_WHAT THE EXERCISE ASKS_. Find and copy each line of the records where the string "TaskPriority" shows up.

--- MATERIAL PROVIDED Enclosed Below ---

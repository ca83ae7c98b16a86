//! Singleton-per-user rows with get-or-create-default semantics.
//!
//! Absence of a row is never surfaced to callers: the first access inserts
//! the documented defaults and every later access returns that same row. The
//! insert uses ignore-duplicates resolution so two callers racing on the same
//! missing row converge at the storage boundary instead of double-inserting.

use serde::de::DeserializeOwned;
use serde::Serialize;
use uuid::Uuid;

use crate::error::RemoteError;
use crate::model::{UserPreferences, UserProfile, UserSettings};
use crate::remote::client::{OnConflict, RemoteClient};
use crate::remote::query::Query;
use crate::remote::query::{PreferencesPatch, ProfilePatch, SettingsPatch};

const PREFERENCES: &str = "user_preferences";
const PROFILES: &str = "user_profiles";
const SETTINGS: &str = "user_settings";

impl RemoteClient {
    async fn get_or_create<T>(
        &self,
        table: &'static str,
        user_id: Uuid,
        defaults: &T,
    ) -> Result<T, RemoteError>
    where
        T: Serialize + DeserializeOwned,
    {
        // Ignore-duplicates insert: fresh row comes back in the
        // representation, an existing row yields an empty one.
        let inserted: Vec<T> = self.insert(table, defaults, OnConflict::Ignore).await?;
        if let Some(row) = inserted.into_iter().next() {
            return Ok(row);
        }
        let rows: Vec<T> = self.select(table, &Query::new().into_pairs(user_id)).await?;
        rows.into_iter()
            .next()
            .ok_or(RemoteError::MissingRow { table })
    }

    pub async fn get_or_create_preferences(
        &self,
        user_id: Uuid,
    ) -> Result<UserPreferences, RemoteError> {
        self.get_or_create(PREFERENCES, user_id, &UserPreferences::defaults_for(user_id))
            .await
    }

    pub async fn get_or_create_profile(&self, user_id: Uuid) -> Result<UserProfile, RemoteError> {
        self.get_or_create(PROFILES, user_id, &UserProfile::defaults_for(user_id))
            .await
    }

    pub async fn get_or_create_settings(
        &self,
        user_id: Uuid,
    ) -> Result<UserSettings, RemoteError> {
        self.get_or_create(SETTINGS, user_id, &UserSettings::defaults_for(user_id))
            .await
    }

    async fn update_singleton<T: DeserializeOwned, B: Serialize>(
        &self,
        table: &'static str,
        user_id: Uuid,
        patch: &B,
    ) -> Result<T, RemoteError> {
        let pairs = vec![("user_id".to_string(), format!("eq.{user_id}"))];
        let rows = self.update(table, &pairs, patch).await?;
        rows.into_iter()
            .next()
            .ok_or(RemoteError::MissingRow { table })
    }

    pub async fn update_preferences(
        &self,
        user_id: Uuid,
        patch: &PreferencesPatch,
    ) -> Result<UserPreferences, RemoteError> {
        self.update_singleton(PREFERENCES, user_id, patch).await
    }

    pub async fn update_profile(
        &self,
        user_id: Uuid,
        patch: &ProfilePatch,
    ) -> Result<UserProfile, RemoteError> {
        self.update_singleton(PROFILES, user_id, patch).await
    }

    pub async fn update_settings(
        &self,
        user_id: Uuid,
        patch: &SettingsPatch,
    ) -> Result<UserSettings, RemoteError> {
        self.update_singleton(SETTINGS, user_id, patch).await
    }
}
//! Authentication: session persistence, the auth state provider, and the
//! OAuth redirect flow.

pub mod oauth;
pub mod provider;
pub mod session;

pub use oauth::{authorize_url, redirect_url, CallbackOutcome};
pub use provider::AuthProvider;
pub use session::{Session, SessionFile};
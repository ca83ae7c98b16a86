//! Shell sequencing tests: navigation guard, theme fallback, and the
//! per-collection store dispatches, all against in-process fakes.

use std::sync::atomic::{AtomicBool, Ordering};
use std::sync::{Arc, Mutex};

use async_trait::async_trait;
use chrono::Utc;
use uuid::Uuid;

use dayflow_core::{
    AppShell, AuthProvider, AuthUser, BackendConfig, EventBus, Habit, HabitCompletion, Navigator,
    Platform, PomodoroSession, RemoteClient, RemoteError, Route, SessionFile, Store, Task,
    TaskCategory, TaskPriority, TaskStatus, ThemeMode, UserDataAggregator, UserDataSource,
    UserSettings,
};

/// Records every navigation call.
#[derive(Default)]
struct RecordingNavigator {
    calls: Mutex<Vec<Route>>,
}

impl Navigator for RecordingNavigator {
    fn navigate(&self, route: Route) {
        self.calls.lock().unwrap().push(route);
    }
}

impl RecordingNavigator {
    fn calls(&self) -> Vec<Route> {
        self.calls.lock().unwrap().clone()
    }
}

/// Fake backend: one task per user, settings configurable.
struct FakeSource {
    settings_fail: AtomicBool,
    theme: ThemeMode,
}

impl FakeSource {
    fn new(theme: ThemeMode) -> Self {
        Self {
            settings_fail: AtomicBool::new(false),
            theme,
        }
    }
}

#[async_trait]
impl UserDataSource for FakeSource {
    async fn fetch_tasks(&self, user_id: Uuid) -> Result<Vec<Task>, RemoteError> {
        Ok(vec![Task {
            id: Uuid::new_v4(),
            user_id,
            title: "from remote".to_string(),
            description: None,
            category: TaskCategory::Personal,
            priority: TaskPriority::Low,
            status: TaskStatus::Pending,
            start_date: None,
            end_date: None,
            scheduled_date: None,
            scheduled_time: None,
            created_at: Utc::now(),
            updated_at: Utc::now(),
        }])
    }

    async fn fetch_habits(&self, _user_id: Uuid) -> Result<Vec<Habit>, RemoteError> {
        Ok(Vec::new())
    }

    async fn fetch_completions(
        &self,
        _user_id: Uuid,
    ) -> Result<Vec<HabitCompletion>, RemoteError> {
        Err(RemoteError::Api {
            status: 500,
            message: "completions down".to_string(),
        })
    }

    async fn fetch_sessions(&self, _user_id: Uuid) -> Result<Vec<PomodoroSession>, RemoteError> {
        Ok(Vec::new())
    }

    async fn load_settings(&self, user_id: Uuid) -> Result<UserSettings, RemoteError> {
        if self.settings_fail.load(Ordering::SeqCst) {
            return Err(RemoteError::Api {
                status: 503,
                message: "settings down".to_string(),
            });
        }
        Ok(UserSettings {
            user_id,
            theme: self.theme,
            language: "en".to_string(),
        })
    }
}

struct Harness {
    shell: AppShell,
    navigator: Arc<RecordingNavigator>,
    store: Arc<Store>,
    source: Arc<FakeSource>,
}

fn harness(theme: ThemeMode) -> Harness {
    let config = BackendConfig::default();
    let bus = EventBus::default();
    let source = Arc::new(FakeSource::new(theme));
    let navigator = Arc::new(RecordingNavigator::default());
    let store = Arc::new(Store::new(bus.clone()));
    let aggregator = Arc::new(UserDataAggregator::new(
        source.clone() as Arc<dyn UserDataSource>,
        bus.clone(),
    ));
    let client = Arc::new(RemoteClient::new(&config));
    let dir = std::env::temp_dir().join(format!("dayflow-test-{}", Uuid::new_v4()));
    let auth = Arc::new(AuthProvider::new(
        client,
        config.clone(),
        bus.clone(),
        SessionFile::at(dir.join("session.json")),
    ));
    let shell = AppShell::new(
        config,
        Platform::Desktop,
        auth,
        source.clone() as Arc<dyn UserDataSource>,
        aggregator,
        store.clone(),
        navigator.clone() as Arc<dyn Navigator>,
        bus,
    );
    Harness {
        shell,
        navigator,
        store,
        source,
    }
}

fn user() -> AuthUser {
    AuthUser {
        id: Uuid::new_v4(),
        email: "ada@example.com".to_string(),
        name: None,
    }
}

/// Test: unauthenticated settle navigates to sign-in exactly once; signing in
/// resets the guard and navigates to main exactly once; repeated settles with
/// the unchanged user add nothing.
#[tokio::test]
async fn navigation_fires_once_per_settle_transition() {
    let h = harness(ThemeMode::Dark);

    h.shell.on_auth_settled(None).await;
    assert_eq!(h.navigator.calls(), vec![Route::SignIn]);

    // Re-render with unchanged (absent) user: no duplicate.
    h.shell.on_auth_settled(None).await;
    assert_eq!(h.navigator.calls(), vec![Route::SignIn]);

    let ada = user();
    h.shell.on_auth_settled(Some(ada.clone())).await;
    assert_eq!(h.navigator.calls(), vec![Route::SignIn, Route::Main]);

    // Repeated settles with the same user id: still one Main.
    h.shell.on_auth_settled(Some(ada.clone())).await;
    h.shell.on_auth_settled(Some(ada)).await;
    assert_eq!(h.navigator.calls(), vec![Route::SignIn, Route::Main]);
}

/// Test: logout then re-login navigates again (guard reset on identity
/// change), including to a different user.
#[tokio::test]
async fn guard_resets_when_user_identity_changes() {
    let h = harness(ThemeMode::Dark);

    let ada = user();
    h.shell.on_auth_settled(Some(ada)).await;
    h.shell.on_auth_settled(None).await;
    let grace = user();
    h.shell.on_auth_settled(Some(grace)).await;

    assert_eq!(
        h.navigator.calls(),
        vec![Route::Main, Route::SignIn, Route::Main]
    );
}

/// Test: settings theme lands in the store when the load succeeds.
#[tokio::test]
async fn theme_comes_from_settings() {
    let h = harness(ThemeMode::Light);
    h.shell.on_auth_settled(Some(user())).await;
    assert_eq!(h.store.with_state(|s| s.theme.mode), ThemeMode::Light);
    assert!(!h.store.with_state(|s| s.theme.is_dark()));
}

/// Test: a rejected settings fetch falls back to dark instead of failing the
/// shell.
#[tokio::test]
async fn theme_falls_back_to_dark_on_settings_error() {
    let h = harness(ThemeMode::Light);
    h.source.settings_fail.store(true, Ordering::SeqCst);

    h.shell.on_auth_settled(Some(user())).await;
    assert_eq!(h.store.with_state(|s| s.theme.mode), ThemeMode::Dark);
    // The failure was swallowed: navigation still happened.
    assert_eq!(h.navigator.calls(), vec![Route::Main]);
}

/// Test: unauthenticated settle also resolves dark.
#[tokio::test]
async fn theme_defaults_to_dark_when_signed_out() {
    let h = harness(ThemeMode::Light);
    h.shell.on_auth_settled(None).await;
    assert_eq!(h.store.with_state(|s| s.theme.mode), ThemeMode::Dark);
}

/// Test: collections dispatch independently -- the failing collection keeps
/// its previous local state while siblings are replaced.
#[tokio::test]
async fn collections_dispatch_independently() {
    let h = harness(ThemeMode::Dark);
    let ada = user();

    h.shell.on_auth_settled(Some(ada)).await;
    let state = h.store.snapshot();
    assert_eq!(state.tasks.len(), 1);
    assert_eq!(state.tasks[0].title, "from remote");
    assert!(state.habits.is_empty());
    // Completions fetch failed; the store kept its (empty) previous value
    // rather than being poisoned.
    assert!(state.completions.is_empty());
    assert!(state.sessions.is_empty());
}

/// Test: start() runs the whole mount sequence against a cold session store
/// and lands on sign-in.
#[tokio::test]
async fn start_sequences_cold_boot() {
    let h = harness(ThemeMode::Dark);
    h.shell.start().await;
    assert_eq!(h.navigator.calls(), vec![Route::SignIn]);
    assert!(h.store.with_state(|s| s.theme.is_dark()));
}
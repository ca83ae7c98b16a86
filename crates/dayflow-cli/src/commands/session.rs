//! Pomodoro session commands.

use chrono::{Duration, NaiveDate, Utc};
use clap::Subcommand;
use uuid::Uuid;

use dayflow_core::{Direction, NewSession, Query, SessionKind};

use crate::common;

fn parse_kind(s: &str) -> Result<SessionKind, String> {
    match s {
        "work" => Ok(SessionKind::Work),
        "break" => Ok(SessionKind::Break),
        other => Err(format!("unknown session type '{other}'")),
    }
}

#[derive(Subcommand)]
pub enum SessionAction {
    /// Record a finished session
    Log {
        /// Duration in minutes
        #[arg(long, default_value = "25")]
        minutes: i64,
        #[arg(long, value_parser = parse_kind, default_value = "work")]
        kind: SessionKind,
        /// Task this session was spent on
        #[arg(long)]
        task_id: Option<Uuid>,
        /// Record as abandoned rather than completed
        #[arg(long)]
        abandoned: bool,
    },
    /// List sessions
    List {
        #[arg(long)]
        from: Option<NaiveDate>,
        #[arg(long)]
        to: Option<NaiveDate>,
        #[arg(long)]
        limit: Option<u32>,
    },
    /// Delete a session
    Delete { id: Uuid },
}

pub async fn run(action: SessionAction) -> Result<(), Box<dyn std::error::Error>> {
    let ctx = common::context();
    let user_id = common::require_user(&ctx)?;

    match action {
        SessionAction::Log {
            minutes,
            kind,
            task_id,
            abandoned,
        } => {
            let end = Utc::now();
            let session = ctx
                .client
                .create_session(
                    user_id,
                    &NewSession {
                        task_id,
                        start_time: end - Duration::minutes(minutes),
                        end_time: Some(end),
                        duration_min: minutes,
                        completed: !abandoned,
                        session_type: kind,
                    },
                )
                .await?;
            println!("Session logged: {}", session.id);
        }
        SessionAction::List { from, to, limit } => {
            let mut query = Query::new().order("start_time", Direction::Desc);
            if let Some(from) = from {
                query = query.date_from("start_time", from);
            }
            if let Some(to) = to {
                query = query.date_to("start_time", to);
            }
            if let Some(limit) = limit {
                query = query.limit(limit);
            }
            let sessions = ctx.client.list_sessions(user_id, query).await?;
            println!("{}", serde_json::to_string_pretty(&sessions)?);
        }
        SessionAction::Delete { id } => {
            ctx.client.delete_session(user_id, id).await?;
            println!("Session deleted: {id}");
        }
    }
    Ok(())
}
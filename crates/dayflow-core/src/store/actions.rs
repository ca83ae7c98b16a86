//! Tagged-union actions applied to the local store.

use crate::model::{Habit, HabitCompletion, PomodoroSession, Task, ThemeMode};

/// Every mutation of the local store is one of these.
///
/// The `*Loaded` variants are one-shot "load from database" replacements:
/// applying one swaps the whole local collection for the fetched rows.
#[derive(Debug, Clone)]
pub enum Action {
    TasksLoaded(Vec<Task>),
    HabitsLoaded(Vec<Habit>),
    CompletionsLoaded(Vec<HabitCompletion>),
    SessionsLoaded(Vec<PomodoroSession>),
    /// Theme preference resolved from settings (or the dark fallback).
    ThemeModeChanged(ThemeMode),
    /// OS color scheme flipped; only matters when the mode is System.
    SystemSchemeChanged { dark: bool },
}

--- End of Enclosed MATERIAL PROVIDED ---

_OUTPUT OF THE EXERCISE_.
    TaskCategory, TaskPriority, TaskStatus, ThemeMode, UserDataAggregator, UserDataSource,
            priority: TaskPriority::Low,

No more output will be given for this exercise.